Rezepte gibt es nicht
Deshalb ist einleuchtend, dass der Journalismus, ob als Qualitäts- oder als Entertainmentjournalismus, das Geschäftsmodell Tageszeitung nicht retten kann, wenn die restlichen Anteile der Mischung wegfallen oder an Attraktivität verlieren. Die Idee, dass eine ausreichende Zahl von Menschen überzeugt werden könnte, für die Oberheadkosten von Qualitätsjournalismus zu zahlen, ist recht weltfremd. Die wenigsten Leser sind in der Lage, sorgfältige journalistische Arbeit von gutem PR-Handwerk zu unterscheiden. Information und Unterhaltung sind kein knappes Gut mehr, sondern ein Tsunami, der die Aufnahmekapazität der meisten Menschen hoffnungslos überfordert.
Und deshalb sind die menschlich verständlichen Forderungen der um ihre Zukunftshoffnungen betrogenen Journalisten und ihrer Verbandsvertreter fernab jeder Wirklichkeit. Sie verlangen von den Verlegern, zu investieren und unternehmerisch kreativ zu sein, um „die Zeitung“ als Synonym für qualitativ hochwertigen Journalismus zu retten – ob in gedruckt der digitaler Form. Die Verleger haben keine Rezepte, heißt es anklagend. Richtig, nur die Journalisten auch nicht. Weil es sie nicht gibt. Weil ein ähnlich zugkräftiger Content-Mix, wie es neudeutsch heißt, online nicht zu reproduzieren und deshalb im Netz ein Zubrot, aber kein voller Ersatz für das Anzeigeneinkommen besserer Printzeiten zu erzielen ist. Schon deshalb, weil das Online-Werbeaufkommen sich auf eine ständig wachsende Zahl von Internetkanälen aufteilt.
Die Zukunft des Journalismus
Was wird also aus der Tageszeitung als Gattung? Es wird sie wohl, finanziert über steigende Copy- und App-Preise als Luxusmedium für die Älteren, die Gebildeten und die Wohlhabenden noch eine Weile geben. Die Frage ist, wie lang noch vom Massenmedium Zeitung gesprochen werden kann. Am längsten wohl noch bei dem einen oder anderen überregionalen Blatt. Nicht mehr allzu lange im Lokalen, obwohl sich dort eine ganze Reihe von Redaktionen mit bewundertswerter Kreativität und großer Entschlossenheit gegen die Entwicklung stemmen. Die Overheadkosten und Profiansprüche ihrer Unternehmen lassen ihnen kaum eine Chance.

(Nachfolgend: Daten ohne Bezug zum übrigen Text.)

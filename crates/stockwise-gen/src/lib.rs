//! Seeded synthetic sourcing instances.
//!
//! Draws warehouses, orders, and metric tensors from the inclusive
//! ranges in a [`GeneratorConfig`]. The same configuration and seed
//! always produce the same instance, so generated fixtures can be
//! referenced from tests and benchmarks by seed alone.
//!
//! Identifiers are `W1..Wn`, `O1..On`, and `P1..Pn`.

use rand::{Rng, SeedableRng};
use rand_chacha::ChaCha8Rng;

use stockwise_config::{ConfigError, GeneratorConfig, RangeConfig};
use stockwise_core::{MetricTensor, Order, SourcingInstance, Warehouse};

/// Generates one instance from a configuration and a seed.
///
/// Sampling order is fixed: warehouse priorities and stocks first, then
/// order demands, then the cost, distance, and days tensors.
///
/// # Errors
///
/// Returns [`ConfigError::Invalid`] when a sampling range is empty or
/// extends below zero.
pub fn generate(config: &GeneratorConfig, seed: u64) -> Result<SourcingInstance, ConfigError> {
    config.validate()?;
    let mut rng = ChaCha8Rng::seed_from_u64(seed);
    let product_ids: Vec<String> = (1..=config.products).map(|p| format!("P{p}")).collect();

    let mut warehouses = Vec::with_capacity(config.warehouses);
    for w in 1..=config.warehouses {
        let priority = draw(&mut rng, config.priority) as f64;
        let mut warehouse = Warehouse::new(format!("W{w}"), priority);
        for product in &product_ids {
            warehouse = warehouse.with_stock(product, draw(&mut rng, config.stock));
        }
        warehouses.push(warehouse);
    }

    let mut orders = Vec::with_capacity(config.orders);
    for o in 1..=config.orders {
        let mut order = Order::new(format!("O{o}"));
        for product in &product_ids {
            order = order.with_demand(product, draw(&mut rng, config.demand));
        }
        orders.push(order);
    }

    let costs = metric(&mut rng, "cost", config, config.cost);
    let distances = metric(&mut rng, "distance", config, config.distance);
    let days = metric(&mut rng, "days", config, config.days);

    Ok(SourcingInstance::new(
        warehouses, orders, costs, distances, days,
    ))
}

fn draw(rng: &mut ChaCha8Rng, range: RangeConfig) -> i64 {
    rng.random_range(range.min..=range.max)
}

fn metric(
    rng: &mut ChaCha8Rng,
    name: &str,
    config: &GeneratorConfig,
    range: RangeConfig,
) -> MetricTensor {
    MetricTensor::from_fn(
        name,
        config.warehouses,
        config.orders,
        config.products,
        |_, _, _| draw(rng, range) as f64,
    )
}
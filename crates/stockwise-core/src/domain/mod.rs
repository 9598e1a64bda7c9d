//! Domain entities for sourcing runs
//!
//! These types describe one optimization run's inputs:
//! - `Warehouse`: supply side, per-product stock plus a priority rank
//! - `Order`: demand side, per-product demand ceilings
//! - `Weightage`: the four criterion weights of the objective
//! - `MetricTensor`: dense per-route measurements (cost, distance, days)
//! - `SourcingInstance`: the full immutable input snapshot

mod instance;
mod metric;
mod order;
mod warehouse;
mod weightage;

pub use instance::SourcingInstance;
pub use metric::MetricTensor;
pub use order::Order;
pub use warehouse::Warehouse;
pub use weightage::{Weightage, WEIGHT_KEYS};
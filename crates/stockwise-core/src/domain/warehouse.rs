//! Warehouse entity.

use std::collections::BTreeMap;

/// A warehouse holding per-product stock.
///
/// `priority` is rank-like: a numerically smaller value marks a
/// higher-priority warehouse, which the objective prefers to route
/// through when the priority weight is non-zero.
///
/// # Example
///
/// ```
/// use stockwise_core::Warehouse;
///
/// let w = Warehouse::new("W1", 1.0)
///     .with_stock("P1", 40)
///     .with_stock("P2", 15);
///
/// assert_eq!(w.stock("P1"), 40);
/// assert_eq!(w.stock("P3"), 0);
/// ```
#[derive(Clone, Debug, PartialEq)]
pub struct Warehouse {
    /// Unique warehouse identifier.
    pub id: String,
    /// Priority rank; smaller is better.
    pub priority: f64,
    /// Stock on hand per product identifier.
    pub stock: BTreeMap<String, i64>,
}

impl Warehouse {
    /// Creates a warehouse with the given identifier and priority rank.
    pub fn new(id: impl Into<String>, priority: f64) -> Self {
        Warehouse {
            id: id.into(),
            priority,
            stock: BTreeMap::new(),
        }
    }

    /// Declares stock of one product.
    pub fn with_stock(mut self, product: impl Into<String>, units: i64) -> Self {
        self.stock.insert(product.into(), units);
        self
    }

    /// Stock on hand for one product; zero for an undeclared product.
    pub fn stock(&self, product: &str) -> i64 {
        self.stock.get(product).copied().unwrap_or(0)
    }

    /// Product identifiers this warehouse declares, in sorted order.
    pub fn products(&self) -> impl Iterator<Item = &str> {
        self.stock.keys().map(String::as_str)
    }
}
//! Dense metric tensors over the (warehouse, order, product) space.

use crate::error::{Result, SourcingError};

/// A dense (warehouse, order, product) measurement tensor.
///
/// Values are stored row-major: warehouse-major, then order, then
/// product, matching the layout of the tabular metric relations. Every
/// index triple must have a value; sparse metrics are not supported.
///
/// # Example
///
/// ```
/// use stockwise_core::MetricTensor;
///
/// let cost = MetricTensor::from_fn("cost", 2, 1, 2, |w, _o, p| {
///     (10 * (w + 1) + p) as f64
/// });
/// assert_eq!(cost.shape(), (2, 1, 2));
/// assert_eq!(cost.get(1, 0, 1), 21.0);
/// ```
#[derive(Clone, Debug, PartialEq)]
pub struct MetricTensor {
    name: String,
    warehouses: usize,
    orders: usize,
    products: usize,
    values: Vec<f64>,
}

impl MetricTensor {
    /// Builds a tensor from row-major values.
    ///
    /// # Errors
    ///
    /// Returns an error when the value count does not equal
    /// `warehouses * orders * products`.
    pub fn new(
        name: impl Into<String>,
        warehouses: usize,
        orders: usize,
        products: usize,
        values: Vec<f64>,
    ) -> Result<Self> {
        let name = name.into();
        let expected = warehouses * orders * products;
        if values.len() != expected {
            return Err(SourcingError::ShapeMismatch {
                name,
                expected,
                actual: values.len(),
            });
        }
        Ok(MetricTensor {
            name,
            warehouses,
            orders,
            products,
            values,
        })
    }

    /// Builds a tensor by evaluating `f` at every index triple.
    pub fn from_fn(
        name: impl Into<String>,
        warehouses: usize,
        orders: usize,
        products: usize,
        mut f: impl FnMut(usize, usize, usize) -> f64,
    ) -> Self {
        let mut values = Vec::with_capacity(warehouses * orders * products);
        for w in 0..warehouses {
            for o in 0..orders {
                for p in 0..products {
                    values.push(f(w, o, p));
                }
            }
        }
        MetricTensor {
            name: name.into(),
            warehouses,
            orders,
            products,
            values,
        }
    }

    /// Builds a tensor holding the same value everywhere.
    pub fn filled(
        name: impl Into<String>,
        warehouses: usize,
        orders: usize,
        products: usize,
        value: f64,
    ) -> Self {
        MetricTensor {
            name: name.into(),
            warehouses,
            orders,
            products,
            values: vec![value; warehouses * orders * products],
        }
    }

    /// The tensor's metric name, used in diagnostics.
    pub fn name(&self) -> &str {
        &self.name
    }

    /// Dimension sizes as (warehouses, orders, products).
    pub fn shape(&self) -> (usize, usize, usize) {
        (self.warehouses, self.orders, self.products)
    }

    /// Total number of stored values.
    pub fn len(&self) -> usize {
        self.values.len()
    }

    /// True when any dimension is zero.
    pub fn is_empty(&self) -> bool {
        self.values.is_empty()
    }

    #[inline]
    fn offset(&self, w: usize, o: usize, p: usize) -> usize {
        (w * self.orders + o) * self.products + p
    }

    /// The value at one index triple.
    ///
    /// # Panics
    ///
    /// Panics when an index is out of range for the tensor's shape.
    #[inline]
    pub fn get(&self, w: usize, o: usize, p: usize) -> f64 {
        debug_assert!(w < self.warehouses && o < self.orders && p < self.products);
        self.values[self.offset(w, o, p)]
    }

    /// All values in row-major order.
    pub fn values(&self) -> &[f64] {
        &self.values
    }

    /// Smallest and largest stored value; `None` for an empty tensor.
    pub fn min_max(&self) -> Option<(f64, f64)> {
        if self.values.is_empty() {
            return None;
        }
        let mut min = f64::INFINITY;
        let mut max = f64::NEG_INFINITY;
        for &v in &self.values {
            min = min.min(v);
            max = max.max(v);
        }
        Some((min, max))
    }
}

#[cfg(test)]
mod tests {
    use super::*;

    #[test]
    fn test_row_major_layout() {
        let t = MetricTensor::new("cost", 2, 2, 2, (0..8).map(f64::from).collect()).unwrap();
        assert_eq!(t.get(0, 0, 0), 0.0);
        assert_eq!(t.get(0, 0, 1), 1.0);
        assert_eq!(t.get(0, 1, 0), 2.0);
        assert_eq!(t.get(1, 0, 0), 4.0);
        assert_eq!(t.get(1, 1, 1), 7.0);
    }

    #[test]
    fn test_shape_mismatch() {
        let err = MetricTensor::new("days", 2, 2, 2, vec![1.0; 7]).unwrap_err();
        assert!(matches!(
            err,
            SourcingError::ShapeMismatch { expected: 8, actual: 7, .. }
        ));
    }

    #[test]
    fn test_from_fn_matches_get() {
        let t = MetricTensor::from_fn("distance", 3, 2, 4, |w, o, p| (w * 100 + o * 10 + p) as f64);
        for w in 0..3 {
            for o in 0..2 {
                for p in 0..4 {
                    assert_eq!(t.get(w, o, p), (w * 100 + o * 10 + p) as f64);
                }
            }
        }
    }

    #[test]
    fn test_min_max() {
        let t = MetricTensor::new("cost", 1, 1, 3, vec![4.0, -1.0, 9.0]).unwrap();
        assert_eq!(t.min_max(), Some((-1.0, 9.0)));

        let empty = MetricTensor::filled("cost", 0, 1, 3, 0.0);
        assert!(empty.is_empty());
        assert_eq!(empty.min_max(), None);
    }
}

Es sieht danach aus, dass der generelle Trend in Richtung billig produzierter, PR-dominierten Lokalmedien geht, in denen für teure Journalismus kaum mehr Platz ist. Die andere Seite dieser Entwicklung ist die Tatsache, dass Freiräume für neue Online-Lokalmedien entstehen – und für Journalisten, die Leidenschaft und nicht Gewinnstreben in diesen Beruf treibt.

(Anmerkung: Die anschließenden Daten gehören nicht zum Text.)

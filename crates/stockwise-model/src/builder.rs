//! Turns a validated instance into a [`SourcingModel`].
//!
//! Building normalizes every criterion to `[0, 1]`, computes one route
//! score per materialized (warehouse, order, product) combination, and
//! lays the variables out per product. Priorities normalize over the
//! warehouse column; cost, distance, and days normalize over their full
//! tensors.

use stockwise_core::{min_max_scale, NormalizedMetric, Result, SourcingInstance, Weightage};
use tracing::debug;

use crate::model::{EntityCatalog, ProductModel, RouteVar, SourcingModel};
use crate::score::route_score;
use crate::validate::validate_instance;

/// Builds a [`SourcingModel`] from an instance and a weightage.
///
/// ```
/// use stockwise_core::{MetricTensor, Order, SourcingInstance, Warehouse, Weightage};
/// use stockwise_model::ModelBuilder;
///
/// let instance = SourcingInstance::new(
///     vec![Warehouse::new("W1", 1.0).with_stock("P1", 5)],
///     vec![Order::new("O1").with_demand("P1", 5)],
///     MetricTensor::filled("cost", 1, 1, 1, 50.0),
///     MetricTensor::filled("distance", 1, 1, 1, 120.0),
///     MetricTensor::filled("days", 1, 1, 1, 3.0),
/// );
/// let model = ModelBuilder::new(&instance, Weightage::UNIFORM).build()?;
/// assert_eq!(model.variable_count(), 1);
/// # Ok::<(), stockwise_core::SourcingError>(())
/// ```
pub struct ModelBuilder<'a> {
    instance: &'a SourcingInstance,
    weightage: Weightage,
}

impl<'a> ModelBuilder<'a> {
    /// Binds an instance and a weightage for building.
    pub fn new(instance: &'a SourcingInstance, weightage: Weightage) -> Self {
        ModelBuilder {
            instance,
            weightage,
        }
    }

    /// Validates the input and builds the model.
    ///
    /// Routes where the warehouse stocks zero of the product or the
    /// order demands zero of it carry no decision variable; extraction
    /// fills them in with quantity 0. A trivial instance produces a
    /// model with no variables.
    pub fn build(self) -> Result<SourcingModel> {
        validate_instance(self.instance, &self.weightage)?;

        let instance = self.instance;
        let warehouse_ids: Vec<String> =
            instance.warehouses.iter().map(|w| w.id.clone()).collect();
        let order_ids: Vec<String> = instance.orders.iter().map(|o| o.id.clone()).collect();

        if instance.is_trivial() {
            let catalog = EntityCatalog::new(warehouse_ids, order_ids, Vec::new());
            return Ok(SourcingModel::new(catalog, Vec::new()));
        }

        let products: Vec<String> = instance.warehouses[0]
            .products()
            .map(str::to_string)
            .collect();

        let norm_priority = min_max_scale(&instance.priorities());
        let norm_cost = NormalizedMetric::from_raw(&instance.costs);
        let norm_distance = NormalizedMetric::from_raw(&instance.distances);
        let norm_days = NormalizedMetric::from_raw(&instance.days);

        let mut submodels = Vec::with_capacity(products.len());
        for (p, product) in products.iter().enumerate() {
            let stock: Vec<i64> = instance
                .warehouses
                .iter()
                .map(|w| w.stock(product))
                .collect();
            let demand: Vec<i64> = instance.orders.iter().map(|o| o.demand(product)).collect();

            let mut routes = Vec::new();
            for (w, &available) in stock.iter().enumerate() {
                if available == 0 {
                    continue;
                }
                for (o, &wanted) in demand.iter().enumerate() {
                    if wanted == 0 {
                        continue;
                    }
                    routes.push(RouteVar {
                        warehouse: w,
                        order: o,
                        score: route_score(
                            &self.weightage,
                            norm_cost.get(w, o, p),
                            norm_priority[w],
                            norm_distance.get(w, o, p),
                            norm_days.get(w, o, p),
                        ),
                    });
                }
            }
            submodels.push(ProductModel::new(p, routes, stock, demand));
        }

        let catalog = EntityCatalog::new(warehouse_ids, order_ids, products);
        let model = SourcingModel::new(catalog, submodels);
        debug!(
            event = "model_built",
            warehouses = model.catalog().warehouse_count(),
            orders = model.catalog().order_count(),
            products = model.catalog().product_count(),
            variables = model.variable_count(),
        );
        Ok(model)
    }
}

#[cfg(test)]
mod tests {
    use super::*;
    use stockwise_core::{MetricTensor, Order, SourcingError, Warehouse};
    use stockwise_test::instances::negative_stock_instance;
    use stockwise_test::{
        demand_constrained_instance, single_route_instance, standard_weightage,
        two_product_instance,
    };

    #[test]
    fn test_single_route_model() {
        let instance = single_route_instance();
        let model = ModelBuilder::new(&instance, standard_weightage())
            .build()
            .unwrap();
        assert_eq!(model.variable_count(), 1);
        assert_eq!(model.catalog().products(), ["P1"]);
        let sub = &model.submodels()[0];
        assert_eq!(sub.stock(), [5]);
        assert_eq!(sub.demand(), [5]);
        // Uniform metrics and one warehouse: every column degenerates to 0.
        assert_eq!(sub.routes()[0].score, 0.0);
    }

    #[test]
    fn test_priority_discriminates_routes() {
        let instance = demand_constrained_instance();
        let model = ModelBuilder::new(&instance, standard_weightage())
            .build()
            .unwrap();
        let routes = model.submodels()[0].routes();
        assert_eq!(routes.len(), 2);
        // W1 holds the better priority rank; after normalization it
        // scores 0 and W2 scores -0.8 (the priority weight).
        assert_eq!(routes[0].warehouse, 0);
        assert_eq!(routes[0].score, 0.0);
        assert_eq!(routes[1].warehouse, 1);
        assert!((routes[1].score + 0.8).abs() < 1e-12);
    }

    #[test]
    fn test_scores_never_positive() {
        let instance = two_product_instance();
        let model = ModelBuilder::new(&instance, standard_weightage())
            .build()
            .unwrap();
        for sub in model.submodels() {
            for route in sub.routes() {
                assert!(route.score <= 0.0, "route score {} > 0", route.score);
            }
        }
        assert_eq!(model.variable_count(), 8);
    }

    #[test]
    fn test_zero_stock_routes_not_materialized() {
        let instance = SourcingInstance::new(
            vec![
                Warehouse::new("W1", 1.0).with_stock("P1", 0),
                Warehouse::new("W2", 2.0).with_stock("P1", 7),
            ],
            vec![
                Order::new("O1").with_demand("P1", 4),
                Order::new("O2").with_demand("P1", 0),
            ],
            MetricTensor::filled("cost", 2, 2, 1, 50.0),
            MetricTensor::filled("distance", 2, 2, 1, 120.0),
            MetricTensor::filled("days", 2, 2, 1, 3.0),
        );
        let model = ModelBuilder::new(&instance, standard_weightage())
            .build()
            .unwrap();
        let routes = model.submodels()[0].routes();
        assert_eq!(routes.len(), 1);
        assert_eq!((routes[0].warehouse, routes[0].order), (1, 0));
    }

    #[test]
    fn test_trivial_instance_builds_empty_model() {
        let instance = SourcingInstance::new(
            vec![Warehouse::new("W1", 1.0).with_stock("P1", 5)],
            Vec::new(),
            MetricTensor::filled("cost", 0, 0, 0, 0.0),
            MetricTensor::filled("distance", 0, 0, 0, 0.0),
            MetricTensor::filled("days", 0, 0, 0, 0.0),
        );
        let model = ModelBuilder::new(&instance, standard_weightage())
            .build()
            .unwrap();
        assert!(model.is_trivial());
        assert_eq!(model.variable_count(), 0);
        assert_eq!(model.catalog().warehouses(), ["W1"]);
    }

    #[test]
    fn test_invalid_instance_rejected() {
        let instance = negative_stock_instance();
        let err = ModelBuilder::new(&instance, standard_weightage())
            .build()
            .unwrap_err();
        assert!(matches!(err, SourcingError::Negative { kind: "stock", .. }));
    }
}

Das wird aber für eine moderne Massengesellschaft nicht reichen. Wie ist unter diesen Bedingungen massenwirksamer hochwertiger Journalismus in der Breite noch möglich? Diese Frage lässt sich vielleicht in einigen Jahren ernsthaft diskutieren – dann wenn die letzten Selbsttäuschungen und Illusion in der Branche dahin sind, die Verleger aufgehört haben, ihr Privateigentum an Medien zur Voraussetzung von Demokratie und Freiheit zu erklären und die Politik wirklich begriffen hat, dass sie ohne das aufklärerische Potential eines professionellen, freiheitlichen Grundwerten verpflichteten Journalismus den letzten Rest an Glaubwürdigkeit verliert.